Turning back to scholarship focused in rhetoric and composition, particularly digital rhetoric, we will find work by James P. Zappen (2005), Doug Eyman (2015), and Angela Haas (2018) helpful in our endeavor. Eyman calls for scholars of digital rhetoric to combine multiple theoretical frameworks to employ during research and analysis of rhetoric in the digital sphere. In taking up his call, Zappen’s (2005) work serves in a roundabout way as a model for Eyman’s text a decade later, to focus digital rhetoric on four major areas, including the use of rhetorical strategies in production and analysis of digital text, identifying characteristics, affordances, and constraints of new media, formation of digital identities, and the potential for building social communities. Of course, while each of the areas of digital rhetoric highlighted by Zappen (2005) are afforded exploration, coupling his methodological framework with Haas’s (2018) work toward a digital cultural rhetoric provides a robust path forward for rhetorical analysis focused on digital genealogy databases and establishes what I refer to as an Identity-Attentive Digital Cultural Rhetorical Methodology.
Haas (2018) posits many attributes of digital cultural rhetorical studies as she works toward a digital cultural rhetoric. Her effective, yet not exhaustive, paradigm is applicable to the work I am doing here by responding to these attributes concerning the areas of digital rhetoric outlined by Zappen (2005). Haas (2018) defines digital rhetoric as the digital negotiation of information—and its historical, social, economic, and political contexts and influences—to affect change and outlines the following attributes of a digital cultural rhetoric which requires a negotiation—an interfacing—between bodies, identities, rhetoric, and technology: digital rhetoric requires interrogating the politics of digital interfaces, studying digital rhetorics in relation to/with specific communities and cultures of practice, examining the relationship between older and new technologies; valuing diverse bodies; and reassessing access.

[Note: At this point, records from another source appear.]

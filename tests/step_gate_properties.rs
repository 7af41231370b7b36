// Property-based tests for the lockstep step gates and the commit gate
// Random chains, random outcomes, random restarts

use integration_provisioner::provisioning::{
    CommitBlocker, CommitGate, Progress, StepError, StepErrorKind, StepKind, StepOutcome, StepTable,
};
use proptest::prelude::*;
use proptest_derive::Arbitrary;
use serde_json::json;

const KINDS: [StepKind; 6] = [
    StepKind::CheckAccess,
    StepKind::CreateLabel,
    StepKind::CreateWebhook,
    StepKind::CreateTestIssue,
    StepKind::DeleteTestIssue,
    StepKind::VerifyWebhook,
];

#[derive(Debug, Clone, Copy, PartialEq, Arbitrary)]
enum Scripted {
    Succeed,
    Reject,
}

impl Scripted {
    fn outcome(self) -> StepOutcome {
        match self {
            Scripted::Succeed => StepOutcome::Succeeded(json!({"id": "x"})),
            Scripted::Reject => StepOutcome::Failed(StepError::new(StepErrorKind::Rejected, "no")),
        }
    }
}

#[derive(Debug, Clone, Arbitrary)]
struct RunScript {
    #[proptest(strategy = "prop::collection::vec(any::<Scripted>(), 6)")]
    outcomes: Vec<Scripted>,
}

/// Drive one run the way the chain runner does and return the fired indices
fn drive(table: &mut StepTable, script: &RunScript) -> Vec<usize> {
    let mut fired = Vec::new();
    while let Some(index) = table.next_ready() {
        let kind = table.states()[index].kind;
        table.begin(kind).unwrap();
        table
            .complete(kind, script.outcomes[index].outcome(), Progress::default())
            .unwrap();
        fired.push(index);
    }
    fired
}

fn gate(table: &StepTable) -> CommitGate<'_> {
    CommitGate {
        steps: table,
        rollback_in_progress: false,
        commit_attempted: false,
    }
}

proptest! {
    #[test]
    fn prop_steps_fire_in_order_at_most_once_per_run(
        len in 1usize..=6,
        runs in prop::collection::vec(any::<RunScript>(), 1..5),
    ) {
        let mut table = StepTable::new(&KINDS[..len]);

        for (n, script) in runs.iter().enumerate() {
            if n > 0 {
                table.restart();
            }
            let fired = drive(&mut table, script);

            let expected: Vec<usize> = (0..fired.len()).collect();
            prop_assert_eq!(&fired, &expected, "steps fired out of order");

            match script.outcomes[..len].iter().position(|o| *o == Scripted::Reject) {
                Some(failed) => prop_assert_eq!(fired.len(), failed + 1),
                None => prop_assert_eq!(fired.len(), len),
            }

            let baseline = table.baseline();
            for (index, state) in table.states().iter().enumerate() {
                let expected = if index < fired.len() { baseline + 1 } else { baseline };
                prop_assert_eq!(state.counter, expected);
                prop_assert!(!state.pending);
            }
        }
    }

    #[test]
    fn prop_commit_gate_open_iff_every_step_succeeded(
        len in 1usize..=6,
        script in any::<RunScript>(),
    ) {
        let mut table = StepTable::new(&KINDS[..len]);
        drive(&mut table, &script);

        let all_ok = script.outcomes[..len].iter().all(|o| *o == Scripted::Succeed);
        prop_assert_eq!(gate(&table).is_open(), all_ok);
        prop_assert_eq!(table.all_succeeded(), all_ok);

        if let Some(failed) = script.outcomes[..len].iter().position(|o| *o == Scripted::Reject) {
            prop_assert_eq!(gate(&table).check(), Err(CommitBlocker::Failed(KINDS[failed])));
        }
    }

    #[test]
    fn prop_restart_makes_first_step_ready_again(
        len in 1usize..=6,
        runs in prop::collection::vec(any::<RunScript>(), 1..5),
    ) {
        let mut table = StepTable::new(&KINDS[..len]);
        let mut previous_baseline = table.baseline();

        for script in &runs {
            drive(&mut table, script);
            table.restart();

            prop_assert_eq!(table.next_ready(), Some(0));
            prop_assert!(table.baseline() > previous_baseline);
            prop_assert!(table.states().iter().all(|s| s.outcome.is_none()));
            prop_assert_eq!(gate(&table).check(), Err(CommitBlocker::Incomplete));
            previous_baseline = table.baseline();
        }
    }

    #[test]
    fn prop_rollback_or_prior_attempt_always_blocks(
        len in 1usize..=6,
        script in any::<RunScript>(),
        rollback_in_progress in any::<bool>(),
        commit_attempted in any::<bool>(),
    ) {
        prop_assume!(rollback_in_progress || commit_attempted);

        let mut table = StepTable::new(&KINDS[..len]);
        drive(&mut table, &script);

        let blocked = CommitGate {
            steps: &table,
            rollback_in_progress,
            commit_attempted,
        }
        .check();

        let expected = if rollback_in_progress {
            CommitBlocker::RollbackInProgress
        } else {
            CommitBlocker::AlreadyAttempted
        };
        prop_assert_eq!(blocked, Err(expected));
    }
}

#[test]
fn test_pending_step_blocks_commit_and_successors() {
    let mut table = StepTable::new(&KINDS[..2]);
    table.begin(StepKind::CheckAccess).unwrap();

    assert_eq!(table.next_ready(), None);
    assert_eq!(
        gate(&table).check(),
        Err(CommitBlocker::Pending(StepKind::CheckAccess))
    );
}
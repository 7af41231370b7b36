use anyhow::{anyhow, Result};
use std::sync::Arc;

use super::{find_integration, output, with_backend, Command};
use crate::api::IntegrationApi;
use crate::cli::IntegrationArgs;
use crate::config::config;
use crate::providers;
use crate::provisioning::{ChainOutcome, IntegrationMaintenance, SessionOptions};
use crate::shutdown::ShutdownCoordinator;

/// What to do with a committed integration
#[derive(Debug, Clone)]
pub enum MaintenanceAction {
    Test,
    UpdateCredentials { secret: String },
    Delete,
}

pub struct MaintainCommand {
    pub target: IntegrationArgs,
    pub action: MaintenanceAction,
    pub json: bool,
}

impl MaintainCommand {
    pub fn new(target: IntegrationArgs, action: MaintenanceAction) -> Self {
        Self {
            target,
            action,
            json: false,
        }
    }

    pub fn with_json(mut self, json: bool) -> Self {
        self.json = json;
        self
    }

    async fn open(&self, api: Arc<dyn IntegrationApi>) -> Result<IntegrationMaintenance> {
        let integration =
            find_integration(api.as_ref(), &self.target.workspace, &self.target.integration)
                .await?;
        let provider = providers::definition(integration.provider);
        let options = SessionOptions::from_config(&config()?.provisioning);
        Ok(IntegrationMaintenance::new(api, provider, integration, options))
    }

    pub async fn run(&self, api: Arc<dyn IntegrationApi>) -> Result<()> {
        let mut maintenance = self.open(api).await?;
        let label = maintenance.integration().display_label();

        match &self.action {
            MaintenanceAction::Test => {
                let printer = (!self.json).then(|| {
                    let mut events = maintenance.subscribe();
                    println!("🧪 Testing {label}");
                    tokio::spawn(async move {
                        while let Some(event) = events.recv().await {
                            output::print_event(&event);
                        }
                    })
                });
                let ctrl_c = ShutdownCoordinator::cancel_on_ctrl_c(maintenance.cancellation_token());
                let report = maintenance.test().await;
                ctrl_c.abort();
                drop(maintenance);
                if let Some(printer) = printer {
                    let _ = printer.await;
                }

                let report = report.inspect_err(output::print_provision_error)?;
                if self.json {
                    output::print_json(&report)?;
                } else {
                    output::print_outcome(&report.outcome);
                    if let Some(rollback) = &report.rollback {
                        output::print_rollback(rollback);
                    }
                    for handle in &report.orphaned {
                        println!(
                            "   ⚠️  test {} {} is still on the provider",
                            handle.kind.describe(),
                            handle.id
                        );
                    }
                }
                match report.outcome {
                    ChainOutcome::Completed => Ok(()),
                    _ => Err(anyhow!("integration test failed for {label}")),
                }
            }
            MaintenanceAction::UpdateCredentials { secret } => {
                let response = maintenance
                    .update_credentials(secret)
                    .await
                    .inspect_err(output::print_provision_error)?;
                if self.json {
                    output::print_json(&response)?;
                } else {
                    println!("🔑 Credentials updated for {label}");
                }
                Ok(())
            }
            MaintenanceAction::Delete => {
                let report = maintenance
                    .delete()
                    .await
                    .inspect_err(output::print_provision_error)?;
                if self.json {
                    output::print_json(&report)?;
                } else {
                    output::print_teardown(&report);
                }
                if report.deleted {
                    Ok(())
                } else {
                    Err(anyhow!("{label} was not deleted"))
                }
            }
        }
    }
}

impl Command for MaintainCommand {
    async fn execute(&self) -> Result<()> {
        with_backend(|api| self.run(api)).await
    }
}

With an Identity-Attentive Digital Cultural Rhetorical methodological framework in mind, we can pair an ethical framework, like virtue ethics, to better understand the actions taking place on digital genealogy databases. What we find helpful from a virtue ethics framework in constructing a public ethical framework for users of digital genealogy databases is that there are not rules to follow, or desired outcomes to reach, but, rather exemplars to emulate (Gallagher, 2018). Exemplars are people who take action, make choices, and have a sense of proper motivation with respect to a particular disposition (Gallagher, 2018). Indeed, this is quite productive given the dynamic range of User Agreements for these sites. But, how do we identify exemplars at work within these unique digital ecosystems?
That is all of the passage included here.